Theme 6: Receiving Support From Healthcare Professionals
Patients and partners felt supported by care professionals throughout the different stages of their disease. They often placed great trust in their oncologists, and they appreciated it when their family doctor visited them proactively. Patients and their partners mentioned a number of important components of support from healthcare professionals. One aspect was the continuity of care by various doctors or being provided with sufficient information. Personal attention and empathy, similar to what they received from the APN, were greatly valued. Patients and their partners appreciated the aftercare consultation and felt it was useful. Some patients reported that this consultation was different from those during treatment. During treatment, the consultations focused on medical aspects of the disease and its treatment, and the aftercare consultation focused on psychosocial aspects and how to move on after treatment. One patient mentioned that he would have liked more information about the consultation beforehand, as he had not known what to expect. During the consultation, the nurse had discussed challenges experienced by patients based on a self-report questionnaire and a visual tool. The visual tool supported some patients in seeing the connection between challenges they experienced, and the consultation supported them to take action.
Yeah, so that (the aftercare consultation) made me decide to start working on it to become a bit stronger. Yeah. So that’s when it all started, with the massages and all. I decided I need to work on it. (Female, 65 years old, NHL, partner present)
During the aftercare consultation, the patients set a variety of goals. One goal that was often mentioned was to regain their strength and to improve their physical condition.
Yeah, I also said my real goal is to improve my fitness to that of a 56-year-old man; I do not need to be as fit as an 18-year-old. (Male, 56 years old, NHL, partner present)
According to the patients, the aftercare consultation frequently resulted in initiatives for interventions, such as oncological rehabilitation or oncological physical therapy, social work, or psychological therapy. Some of the patients were treated by a physical therapist, started an intake procedure for oncological rehabilitation, or visited a psychologist or a social health worker.

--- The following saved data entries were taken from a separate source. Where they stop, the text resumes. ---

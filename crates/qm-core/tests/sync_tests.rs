//! Tests for the DirectorySynchronizer

use std::fs;

use filetime::FileTime;
use pretty_assertions::assert_eq;
use qm_core::Error;
use qm_core::filter::{PathFilter, PatternSet};
use qm_core::progress::ProgressEvent;
use qm_core::sync::{DirectorySynchronizer, SyncOptions};
use qm_test_utils::{TestProject, list_files};

fn sample_project() -> TestProject {
    let project = TestProject::new();
    project.with_metadata("Sample", "1.0");
    project.write("plugin.py", "def classFactory(iface): pass\n");
    project.write("gui/dialog.py", "class Dialog: pass\n");
    project.write("pkg/__pycache__/plugin.cpython-312.pyc", "bytecode");
    project.write("tests/test_plugin.py", "def test(): pass\n");
    project
}

#[test]
fn test_initial_sync_copies_included_files() {
    let project = sample_project();
    let target = project.plugins_dir().join("sample");
    let filter = PathFilter::for_project(project.root(), false);

    let report = DirectorySynchronizer::new(&filter)
        .sync(project.root(), &target)
        .unwrap();

    assert_eq!(
        list_files(&target),
        vec!["gui/dialog.py", "metadata.txt", "plugin.py"]
    );
    assert_eq!(report.files_copied, 3);
    assert!(!report.dry_run);
}

#[test]
fn test_copy_preserves_modification_time() {
    let project = sample_project();
    project.set_mtime("plugin.py", 1_600_000_000);
    let target = project.plugins_dir().join("sample");
    let filter = PathFilter::for_project(project.root(), false);

    DirectorySynchronizer::new(&filter)
        .sync(project.root(), &target)
        .unwrap();

    let meta = fs::metadata(target.join("plugin.py")).unwrap();
    assert_eq!(
        FileTime::from_last_modification_time(&meta),
        FileTime::from_unix_time(1_600_000_000, 0)
    );
}

#[test]
fn test_second_sync_is_noop() {
    let project = sample_project();
    let target = project.plugins_dir().join("sample");
    let filter = PathFilter::for_project(project.root(), false);
    let sync = DirectorySynchronizer::new(&filter);

    sync.sync(project.root(), &target).unwrap();
    let before = fs::metadata(target.join("plugin.py")).unwrap().modified().unwrap();
    let report = sync.sync(project.root(), &target).unwrap();
    let after = fs::metadata(target.join("plugin.py")).unwrap().modified().unwrap();

    assert!(report.is_noop(), "unexpected changes: {report:?}");
    assert_eq!(report.files_unchanged, 3);
    assert_eq!(before, after);
}

#[test]
fn test_changed_file_is_updated() {
    let project = sample_project();
    project.set_mtime("plugin.py", 1_600_000_000);
    let target = project.plugins_dir().join("sample");
    let filter = PathFilter::for_project(project.root(), false);
    let sync = DirectorySynchronizer::new(&filter);
    sync.sync(project.root(), &target).unwrap();

    project.write("plugin.py", "def classFactory(iface): return None\n");
    project.set_mtime("plugin.py", 1_700_000_000);
    let report = sync.sync(project.root(), &target).unwrap();

    assert_eq!(report.files_updated, 1);
    assert_eq!(
        fs::read_to_string(target.join("plugin.py")).unwrap(),
        "def classFactory(iface): return None\n"
    );
}

#[test]
fn test_same_size_different_mtime_is_updated() {
    let project = sample_project();
    project.set_mtime("plugin.py", 1_600_000_000);
    let target = project.plugins_dir().join("sample");
    let filter = PathFilter::for_project(project.root(), false);
    let sync = DirectorySynchronizer::new(&filter);
    sync.sync(project.root(), &target).unwrap();

    project.set_mtime("plugin.py", 1_600_000_100);
    let report = sync.sync(project.root(), &target).unwrap();

    assert_eq!(report.files_updated, 1);
}

#[test]
fn test_stale_entries_are_removed() {
    let project = sample_project();
    let target = project.plugins_dir().join("sample");
    let filter = PathFilter::for_project(project.root(), false);
    let sync = DirectorySynchronizer::new(&filter);
    sync.sync(project.root(), &target).unwrap();

    fs::remove_dir_all(project.path("gui")).unwrap();
    fs::write(target.join("leftover.py"), "old").unwrap();
    let report = sync.sync(project.root(), &target).unwrap();

    assert_eq!(list_files(&target), vec!["metadata.txt", "plugin.py"]);
    assert_eq!(report.entries_removed, 2);
}

#[test]
fn test_excluded_destination_entries_are_protected() {
    // Content the filter excludes is never treated as stale
    let project = sample_project();
    let target = project.plugins_dir().join("sample");
    fs::create_dir_all(target.join(".git")).unwrap();
    fs::write(target.join(".git/HEAD"), "ref: refs/heads/main").unwrap();
    fs::write(target.join("notes.log"), "kept").unwrap();
    let filter = PathFilter::for_project(project.root(), false);

    let report = DirectorySynchronizer::new(&filter)
        .sync(project.root(), &target)
        .unwrap();

    assert!(target.join(".git/HEAD").exists());
    assert!(target.join("notes.log").exists());
    assert_eq!(report.entries_protected, 2);
    assert_eq!(report.entries_removed, 0);
}

#[test]
fn test_type_mismatch_is_replaced() {
    let project = sample_project();
    let target = project.plugins_dir().join("sample");
    fs::create_dir_all(target.join("plugin.py")).unwrap();
    fs::write(target.join("gui"), "not a directory").unwrap();
    let filter = PathFilter::for_project(project.root(), false);

    DirectorySynchronizer::new(&filter)
        .sync(project.root(), &target)
        .unwrap();

    assert!(target.join("plugin.py").is_file());
    assert!(target.join("gui/dialog.py").is_file());
}

#[test]
fn test_destination_nested_in_source_is_skipped() {
    // The whole source branch holding the destination stays out of it
    let project = TestProject::new();
    project.write("plugin.py", "x");
    project.write("lib/util.py", "y");
    project.write("deploy/notes.txt", "n");
    let target = project.path("deploy/out");
    let filter = PathFilter::new(project.root(), PatternSet::new());
    let sync = DirectorySynchronizer::new(&filter);

    let first = sync.sync(project.root(), &target).unwrap();
    let second = sync.sync(project.root(), &target).unwrap();

    assert!(!target.join("deploy").exists());
    assert_eq!(list_files(&target), vec!["lib/util.py", "plugin.py"]);
    assert_eq!(first.files_copied, 2);
    assert_eq!(first.entries_skipped, 1);
    assert!(second.is_noop(), "unexpected changes: {second:?}");
    assert_eq!(second.entries_skipped, 1);
}

#[test]
fn test_destination_directly_inside_source() {
    let project = TestProject::new();
    project.write("plugin.py", "x");
    let target = project.path("out");
    let filter = PathFilter::new(project.root(), PatternSet::new());

    let report = DirectorySynchronizer::new(&filter)
        .sync(project.root(), &target)
        .unwrap();

    assert_eq!(list_files(&target), vec!["plugin.py"]);
    assert_eq!(report.entries_skipped, 1);
}

#[test]
fn test_source_nested_in_destination_is_not_deleted() {
    let project = TestProject::new();
    project.write("plugin.py", "x");
    let outer = project.plugins_dir();
    let source = outer.join("work/src");
    fs::create_dir_all(&source).unwrap();
    fs::write(source.join("module.py"), "m").unwrap();
    let filter = PathFilter::new(&source, PatternSet::new());

    DirectorySynchronizer::new(&filter)
        .sync(&source, &outer)
        .unwrap();

    assert!(source.join("module.py").is_file());
    assert!(outer.join("module.py").is_file());
}

#[test]
fn test_dry_run_reports_without_writing() {
    let project = sample_project();
    let target = project.plugins_dir().join("sample");
    fs::create_dir_all(&target).unwrap();
    fs::write(target.join("stale.py"), "old").unwrap();
    let filter = PathFilter::for_project(project.root(), false);

    let report = DirectorySynchronizer::new(&filter)
        .with_options(SyncOptions { dry_run: true })
        .sync(project.root(), &target)
        .unwrap();

    assert_eq!(list_files(&target), vec!["stale.py"]);
    assert_eq!(report.files_copied, 3);
    assert_eq!(report.entries_removed, 1);
}

#[test]
fn test_progress_reports_each_write() {
    let project = sample_project();
    let target = project.plugins_dir().join("sample");
    let filter = PathFilter::for_project(project.root(), false);
    let mut started = 0;
    let mut completed = Vec::new();
    let mut finished = 0;

    DirectorySynchronizer::new(&filter)
        .sync_with_progress(project.root(), &target, &mut |event| match event {
            ProgressEvent::Started { .. } => started += 1,
            ProgressEvent::Completed { path } => completed.push(path.to_path_buf()),
            ProgressEvent::Finished { .. } => finished += 1,
        })
        .unwrap();

    assert_eq!(started, 1);
    assert_eq!(finished, 1);
    assert_eq!(completed.len(), 3);
    assert!(completed.iter().all(|path| path.starts_with(&target)));
}

#[test]
fn test_unwritable_destination_aborts() {
    let project = sample_project();
    let target = project.plugins_dir().join("sample");
    fs::write(&target, "a file where the plugin directory should be").unwrap();
    let filter = PathFilter::for_project(project.root(), false);

    let result = DirectorySynchronizer::new(&filter).sync(project.root(), &target);

    assert!(matches!(result, Err(Error::Fs(qm_fs::Error::Io { .. }))));
    assert!(target.is_file());
}

#[cfg(unix)]
#[test]
fn test_failure_mid_run_stops_later_work() {
    // Children are visited by name: a.txt, then the broken b.txt
    let project = TestProject::new();
    project.write("a.txt", "a");
    project.write("c.txt", "c");
    std::os::unix::fs::symlink(project.path("missing"), project.path("b.txt")).unwrap();
    let target = project.plugins_dir().join("out");
    fs::create_dir_all(&target).unwrap();
    fs::write(target.join("stale.txt"), "old").unwrap();
    let filter = PathFilter::new(project.root(), PatternSet::new());

    let result = DirectorySynchronizer::new(&filter).sync(project.root(), &target);

    match result {
        Err(Error::Fs(qm_fs::Error::Io { path, .. })) => {
            assert_eq!(path, project.path("b.txt"));
        }
        other => panic!("expected an I/O error, got {other:?}"),
    }
    assert_eq!(list_files(&target), vec!["a.txt", "stale.txt"]);
}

Some patients opted to join a fitness center or to work on their physical condition on their own. The arguments patients used to decide whether to choose oncological rehabilitation, a fitness center, or training on their own were discussed during the aftercare consultation. These arguments included financial aspects, the distance to the facility, preferences regarding training in a group or alone, the freedom to attend the intervention or not, and the multidisciplinary approach of rehabilitation.
Just at the end of the street here is the hospital, where they do oncological rehabilitation. So, I opted for the hospital, as that is closest. And I think the care there will be a bit more comprehensive. I got all the forms and so it’s been applied for, and I have to inquire at the hospital or at the health insurance to see if it’s covered by my insurance or not. (Female, 67 years old, NHL, first relapse)
Those patients who had had few problems or whose problems already had been addressed had perceived the consultation as rounding off the treatment process. The nurse had informed patients about the possible consequences of their disease and the various options for aftercare, such as psychological help or peer support. Even if they did not feel the need for it at that time, at least they knew what was available should they feel the need for it later.
Some said they were glad to have had the aftercare consultation, as it would otherwise have been too abrupt an end to the treatment process.
Yeah, so you get that, and then you go home, and he says I’ll see you in 3 months, and then you come home and you think so this was it, and the way it ends. So, you think he does not care about it. But then after a couple of days, XX phoned me, and she said we’re going to have an aftercare consultation… I first thought when the doctor said it’s over, and then they more or less leave you on your own, that’s what it feels like, right, and then when she phoned I thought, “Well, I’ll get a talk about what happens now.” (Male, 56 years old, NHL, partner present)
The patients differed in terms of whether they still felt the need for more aftercare consultations in the year after their treatment. Some wanted to end the hospital process, indicating that they had other people to fall back on, such as their family doctor. Some explained that their need for further consultation would also depend on whether they would experience any symptoms later, in which case they would like to have consultations over the phone with the nurse. However, patients admitted that they might be more inclined to talk about certain problems in a face-to-face consultation. Other patients preferred to have further consultations at the hospital if they felt their family doctor was not very proactive or might not have the necessary expertise. Also, some patients stated they would appreciate it if problems and goals were followed up in further consultations.
Discussion
The aim of the study was to gain an in-depth understanding of the experiences of lymphoma survivors in early aftercare who have been exposed to an evidence-based aftercare consultation with an APN. We identified 6 themes: the way the lymphoma survivors coped with health consequences, work and financial challenges, optimism and uncertainty, strengths and tensions in relationships, additional difficult experiences in life, and the way they experienced support from healthcare professionals. This study adds to a limited body of in-depth qualitative studies on experiences of lymphoma survivors in early aftercare.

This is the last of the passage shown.